BEGIN Record extracts

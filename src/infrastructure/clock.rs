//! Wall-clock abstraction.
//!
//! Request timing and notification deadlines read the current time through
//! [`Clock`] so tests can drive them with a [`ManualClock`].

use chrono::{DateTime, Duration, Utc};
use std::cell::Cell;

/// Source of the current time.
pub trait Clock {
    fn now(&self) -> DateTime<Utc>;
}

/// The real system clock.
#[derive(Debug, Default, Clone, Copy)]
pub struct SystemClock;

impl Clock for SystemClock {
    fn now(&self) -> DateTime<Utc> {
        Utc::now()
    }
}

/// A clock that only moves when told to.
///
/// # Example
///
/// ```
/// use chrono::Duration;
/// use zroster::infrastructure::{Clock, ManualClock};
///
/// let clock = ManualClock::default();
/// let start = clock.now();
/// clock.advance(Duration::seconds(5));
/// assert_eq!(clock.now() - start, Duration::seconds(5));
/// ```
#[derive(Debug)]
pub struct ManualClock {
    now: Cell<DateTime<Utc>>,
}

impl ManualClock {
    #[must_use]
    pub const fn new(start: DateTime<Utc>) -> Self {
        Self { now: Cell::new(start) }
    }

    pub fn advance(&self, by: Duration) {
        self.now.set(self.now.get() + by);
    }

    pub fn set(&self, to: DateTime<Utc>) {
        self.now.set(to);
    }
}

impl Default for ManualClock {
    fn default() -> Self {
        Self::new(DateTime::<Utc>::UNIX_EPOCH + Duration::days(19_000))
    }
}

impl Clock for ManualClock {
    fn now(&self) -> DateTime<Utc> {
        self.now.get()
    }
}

END Record extracts
BEGIN Record extracts

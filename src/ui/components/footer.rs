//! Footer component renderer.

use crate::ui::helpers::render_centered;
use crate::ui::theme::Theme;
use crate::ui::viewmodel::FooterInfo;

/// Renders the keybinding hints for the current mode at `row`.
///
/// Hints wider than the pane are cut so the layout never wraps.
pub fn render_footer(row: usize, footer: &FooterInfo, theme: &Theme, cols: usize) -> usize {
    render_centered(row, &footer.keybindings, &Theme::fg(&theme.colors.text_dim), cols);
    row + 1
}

END Record extracts

**Required work**
Within the records, tally every line that contains the word "derive". Only the resulting number should be given.

**Problem solution**
2